Au cours des dernières années, le statut des images s’est profondément transformé. La très grande majorité de celles-ci sont créées par des machines pour d’autres machines et existent sous la forme de données jamais destinées à être lues par des yeux humains. L’œuvre INTRUDER 5A in Cygnus (Ocean Reconnaissance Satellite; USA 160) Note: Other Satellites Are SCOUT X-4 Rocket Body and Unknown) explore cette situation contemporaine et soulève des questions sur les implications de cette transformation.
2017
Skawennati est née dans le territoire mohawk de Kahnawake en 1969. Préoccupée par l’absence des peuples autochtones dans notre imaginaire collectif du futur, cette artiste mohawk se sert des arts médiatiques pour créer une présence autochtone dans le cyberespace. Le travail de Skawennati est surtout connu grâce à ses « machinimas », des films réalisés dans des environnements virtuels, où l’artiste chorégraphie les actions d’avatars dont la voix est fournie par des gens de sa communauté. Ses représentations « futuristiques » d’Autochtones permettent de pourfendre les stéréotypes véhiculés par les médias et d’affirmer la vibrance d’une culture autochtone actuelle avec un long futur devant elle.

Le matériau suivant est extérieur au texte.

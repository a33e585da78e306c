use sha2::{Digest, Sha256};

/// Session entry with a SHA-256 checksum of its payload.
///
/// Every value written to the session cache is wrapped in one of these so
/// that a truncated or hand-edited entry reads back as "no data" instead of
/// being rendered.
#[derive(Debug, Clone, serde::Serialize, serde::Deserialize)]
pub struct ValidatedCacheEntry {
    /// The stored value (JSON text)
    pub data: String,
    /// SHA-256 checksum of the data (hex encoded)
    pub checksum: String,
}

impl ValidatedCacheEntry {
    pub fn new(data: String) -> Self {
        let checksum = Self::compute_checksum(&data);
        Self { data, checksum }
    }

    fn compute_checksum(data: &str) -> String {
        let mut hasher = Sha256::new();
        hasher.update(data.as_bytes());
        hex::encode(hasher.finalize())
    }

    /// Returns true if the checksum matches the data.
    pub fn is_valid(&self) -> bool {
        Self::compute_checksum(&self.data) == self.checksum
    }

    /// JSON string with both data and checksum.
    pub fn serialize(&self) -> Result<String, serde_json::Error> {
        serde_json::to_string(self)
    }

    /// Returns the payload if the entry decodes and its checksum matches.
    pub fn deserialize_and_validate(serialized: &str) -> Option<String> {
        let entry: ValidatedCacheEntry = match serde_json::from_str(serialized) {
            Ok(entry) => entry,
            Err(e) => {
                tracing::warn!("Session entry is not a valid envelope: {}", e);
                return None;
            }
        };

        if entry.is_valid() {
            Some(entry.data)
        } else {
            tracing::warn!(
                "Session entry failed validation: checksum mismatch. Expected: {}, Data length: {}",
                entry.checksum,
                entry.data.len()
            );
            None
        }
    }
}

#[cfg(test)]
mod tests {
    use super::*;

    #[test]
    fn test_round_trip() {
        let data = r#"{"riskLevel":"low"}"#.to_string();
        let serialized = ValidatedCacheEntry::new(data.clone()).serialize().unwrap();

        assert_eq!(
            ValidatedCacheEntry::deserialize_and_validate(&serialized),
            Some(data)
        );
    }

    #[test]
    fn test_tampered_entry_rejected() {
        let serialized = ValidatedCacheEntry::new(r#""Panadería Sol""#.to_string())
            .serialize()
            .unwrap();
        let tampered = serialized.replace("Sol", "Luna");

        assert_eq!(ValidatedCacheEntry::deserialize_and_validate(&tampered), None);
    }

    #[test]
    fn test_garbage_rejected() {
        assert_eq!(ValidatedCacheEntry::deserialize_and_validate("not json"), None);
    }
}
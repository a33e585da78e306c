//! PYME Credit-Risk Scoring Library
//!
//! This library provides the scoring-result pipeline behind the PYME risk
//! pages: normalizing analyzer decisions, keeping them in the session across
//! page navigations, calling the external analyzer and projecting what-if
//! simulations.
//!
//! # Modules
//!
//! - `api`: HTTP-layer components.
//! - `core`: Snapshot normalization, simulation projection and shared models.
//! - `integrations`: External analyzer client and the offline model.
//! - `backend`: Remote/offline dispatch.
//! - `cache_validator`: Checksummed session entries.
//! - `config`: Configuration management.
//! - `errors`: Error handling types.
//! - `handlers`: HTTP request handlers and application state.
//! - `local_model`: Deterministic offline scoring model.
//! - `models`: Snapshot, statistics, simulation and wire models.
//! - `normalizer`: Decision payload to snapshot.
//! - `pages`: Dashboard and simulation view models.
//! - `projector`: Simulation projection and history.
//! - `scoring_client`: External analyzer client.
//! - `session`: Session cache.

pub mod api;
pub mod core;
pub mod integrations;

pub mod backend;
pub mod cache_validator;
pub mod config;
pub mod errors;
pub mod handlers;
pub mod local_model;
pub mod models;
pub mod normalizer;
pub mod pages;
pub mod projector;
pub mod scoring_client;
pub mod session;
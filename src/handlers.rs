use crate::backend::ScoringBackend;
use crate::config::Config;
use crate::errors::{AppError, ResultExt};
use crate::models::{ScoringSnapshot, SimulationParameters, UploadFile, UploadForm};
use crate::normalizer;
use crate::pages::{self, DashboardView, NoDataPrompt, PageState, SimulationView};
use crate::projector::{SimulationOutcome, Simulator};
use crate::session::SessionCache;
use axum::{
    extract::{DefaultBodyLimit, Multipart, State},
    http::StatusCode,
    routing::{get, post},
    Json, Router,
};
use serde::{Deserialize, Serialize};
use serde_json::json;
use std::sync::Arc;

/// Shared application state injected into handlers.
pub struct AppState {
    /// Application configuration.
    pub config: Config,
    /// Analyzer client, or the offline model.
    pub backend: ScoringBackend,
    /// Scoring result, initial statistics and company name of the session.
    pub session: SessionCache,
    /// Simulation history and in-flight guard.
    pub simulator: Simulator,
}

impl AppState {
    pub fn new(config: Config, backend: ScoringBackend) -> Self {
        let session = SessionCache::new(config.session_cache_capacity);
        Self {
            config,
            backend,
            session,
            simulator: Simulator::new(),
        }
    }
}

/// Routes of the scoring pages. Layers (tracing, CORS, body limit) are added
/// by the caller.
pub fn router(state: Arc<AppState>) -> Router {
    Router::new()
        .route("/health", get(health))
        .route(
            "/upload-request",
            post(upload_request).layer(DefaultBodyLimit::disable()),
        )
        .route("/dashboard", get(dashboard))
        .route("/simulacion", get(simulation))
        .route("/simulacion/run", post(run_simulation))
        .with_state(state)
}

/// Health check endpoint.
pub async fn health(State(state): State<Arc<AppState>>) -> (StatusCode, Json<serde_json::Value>) {
    (
        StatusCode::OK,
        Json(json!({
            "status": "healthy",
            "service": "pyme-scoring",
            "version": env!("CARGO_PKG_VERSION"),
            "offline": state.backend.is_offline(),
        })),
    )
}

#[derive(Debug, Serialize)]
#[serde(rename_all = "camelCase")]
pub struct UploadResponse {
    pub company_name: String,
    pub snapshot: ScoringSnapshot,
    /// Page the browser should navigate to next.
    pub redirect: String,
}

/// POST /upload-request
///
/// Accepts the upload page's multipart form, forwards it to the analyzer and
/// stores the normalized result in the session.
pub async fn upload_request(
    State(state): State<Arc<AppState>>,
    multipart: Multipart,
) -> Result<Json<UploadResponse>, AppError> {
    let form = read_upload_form(multipart).await?;
    let response = process_upload(&state, form).await?;
    Ok(Json(response))
}

/// Submit, normalize, store. The session is only written once the decision
/// has been fully normalized.
pub async fn process_upload(state: &AppState, form: UploadForm) -> Result<UploadResponse, AppError> {
    form.validate()?;
    let company_name = form.company_name.trim().to_string();

    let raw = state
        .backend
        .submit_upload(&form)
        .await
        .context("uploading company data")?;
    let normalized = normalizer::normalize(&raw).context("normalizing analyzer decision")?;

    state.session.store_result(&company_name, &normalized).await?;
    state.simulator.reset();

    tracing::info!(
        "Upload for '{}' scored {:?}",
        company_name,
        normalized.snapshot.risk_level
    );

    Ok(UploadResponse {
        company_name,
        snapshot: normalized.snapshot,
        redirect: "/dashboard".to_string(),
    })
}

async fn read_upload_form(mut multipart: Multipart) -> Result<UploadForm, AppError> {
    let mut form = UploadForm::default();

    while let Some(field) = multipart
        .next_field()
        .await
        .map_err(|e| AppError::BadRequest(format!("Invalid multipart body: {}", e)))?
    {
        let name = field.name().unwrap_or_default().to_string();
        let file_name = field.file_name().map(str::to_string);
        let content_type = field.content_type().map(str::to_string);

        if name == "file" || name == "referenceFile" {
            let bytes = field
                .bytes()
                .await
                .map_err(|e| AppError::BadRequest(format!("Failed to read '{}': {}", name, e)))?;
            if bytes.is_empty() {
                continue;
            }
            let file = UploadFile {
                file_name: file_name.unwrap_or_else(|| "documento.pdf".to_string()),
                content_type,
                bytes: bytes.to_vec(),
            };
            if name == "file" {
                form.financial_files.push(file);
            } else {
                form.reference_files.push(file);
            }
            continue;
        }

        let value = field
            .text()
            .await
            .map_err(|e| AppError::BadRequest(format!("Failed to read '{}': {}", name, e)))?;
        let optional = Some(value.clone()).filter(|v| !v.trim().is_empty());
        match name.as_str() {
            "companyName" => form.company_name = value,
            "tradeName" => form.trade_name = optional,
            "country" => form.country = optional,
            "city" => form.city = optional,
            "address" => form.address = optional,
            "instagramUrl" => form.instagram_url = optional,
            "facebookUrl" => form.facebook_url = optional,
            "tiktokUrl" => form.tiktok_url = optional,
            "socialUrl" => form.social_url = optional,
            "references" => form.references = optional,
            other => tracing::debug!("Ignoring unknown upload field '{}'", other),
        }
    }

    Ok(form)
}

/// GET /dashboard
pub async fn dashboard(State(state): State<Arc<AppState>>) -> Json<PageState<DashboardView>> {
    Json(pages::dashboard_page(&state.session).await)
}

/// GET /simulacion
///
/// Entering the page starts a new visit, so earlier runs are dropped.
pub async fn simulation(State(state): State<Arc<AppState>>) -> Json<PageState<SimulationView>> {
    state.simulator.reset();
    Json(pages::simulation_page(&state.session, &state.simulator).await)
}

#[derive(Debug, Clone, Deserialize)]
#[serde(rename_all = "camelCase")]
pub struct SimulationRequest {
    #[serde(flatten)]
    pub parameters: SimulationParameters,
    #[serde(default)]
    pub label: Option<String>,
}

/// POST /simulacion/run
pub async fn run_simulation(
    State(state): State<Arc<AppState>>,
    Json(request): Json<SimulationRequest>,
) -> Result<Json<PageState<SimulationOutcome>>, AppError> {
    let Some(statistics) = state.session.initial_statistics().await else {
        return Ok(Json(PageState::NoData(NoDataPrompt {
            message: "No hay estadísticas iniciales para simular.".to_string(),
            to: pages::UPLOAD_ROUTE.to_string(),
            button_text: "Nueva evaluación".to_string(),
        })));
    };

    let baseline = pages::simulation_baseline(&statistics);
    let outcome = state
        .simulator
        .run(&state.backend, &baseline, request.parameters, request.label)
        .await?;

    Ok(Json(PageState::Ready(outcome)))
}

#[cfg(test)]
mod tests {
    use super::*;

    fn offline_state() -> Arc<AppState> {
        Arc::new(AppState::new(Config::default(), ScoringBackend::Offline))
    }

    #[tokio::test]
    async fn test_health_reports_offline_mode() {
        let (status, Json(body)) = health(State(offline_state())).await;
        assert_eq!(status, StatusCode::OK);
        assert_eq!(body["offline"], true);
    }

    #[tokio::test]
    async fn test_upload_then_dashboard() {
        let state = offline_state();
        let form = UploadForm {
            company_name: "  Textiles Quito  ".to_string(),
            ..Default::default()
        };

        let response = process_upload(&state, form).await.unwrap();
        assert_eq!(response.company_name, "Textiles Quito");
        assert_eq!(response.redirect, "/dashboard");

        let Json(page) = dashboard(State(state.clone())).await;
        let view = page.ready().unwrap();
        assert_eq!(view.company_name, "Textiles Quito");
        assert_eq!(view.risk_factors, response.snapshot.risk_factors);
        assert_eq!(view.summary_paragraphs.len(), 2);
    }

    #[tokio::test]
    async fn test_invalid_upload_leaves_session_empty() {
        let state = offline_state();
        let err = process_upload(&state, UploadForm::default())
            .await
            .unwrap_err();

        assert!(matches!(err, AppError::BadRequest(_)));
        let Json(page) = dashboard(State(state)).await;
        assert!(page.is_no_data());
    }

    #[tokio::test]
    async fn test_run_simulation_without_upload_is_no_data() {
        let request = SimulationRequest {
            parameters: SimulationParameters::default(),
            label: None,
        };
        let Json(page) = run_simulation(State(offline_state()), Json(request))
            .await
            .unwrap();
        assert!(page.is_no_data());
    }

    #[test]
    fn test_simulation_request_shape() {
        let request: SimulationRequest = serde_json::from_str(
            r#"{"income": 60, "reputation": 85, "onTimePayment": 97, "label": "Meta 2025"}"#,
        )
        .unwrap();
        assert_eq!(request.parameters.reputation, 85.0);
        assert_eq!(request.label.as_deref(), Some("Meta 2025"));
    }
}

Présentée à la Biennale de Montréal 2014 au Musée d’art contemporain de Montréal, TimeTraveller, 2007-2014, est une réalisation centrée autour d’une série de neuf courts machinimas. On y suit l’histoire de Hunter, un jeune Mohawk du 22e siècle qui part en quête virtuelle, à travers des moments marquants de l’histoire autochtone, grâce à la technologie des lunettes TimeTraveller, et rencontre Karahkwenhawi, une jeune femme mohawk du présent. Onkweshòn:’a: Words Before All Else Part 1, 2017, est une autre œuvre machinima, où un avatar récite en anglais, français et kanien’kéha la première section du Ohen:ton Karihwatehkwen, soit des « mots de l’action de grâce », traditionnellement prononcés au début de tout rassemblement Haudenosaunee (« Iroquois »).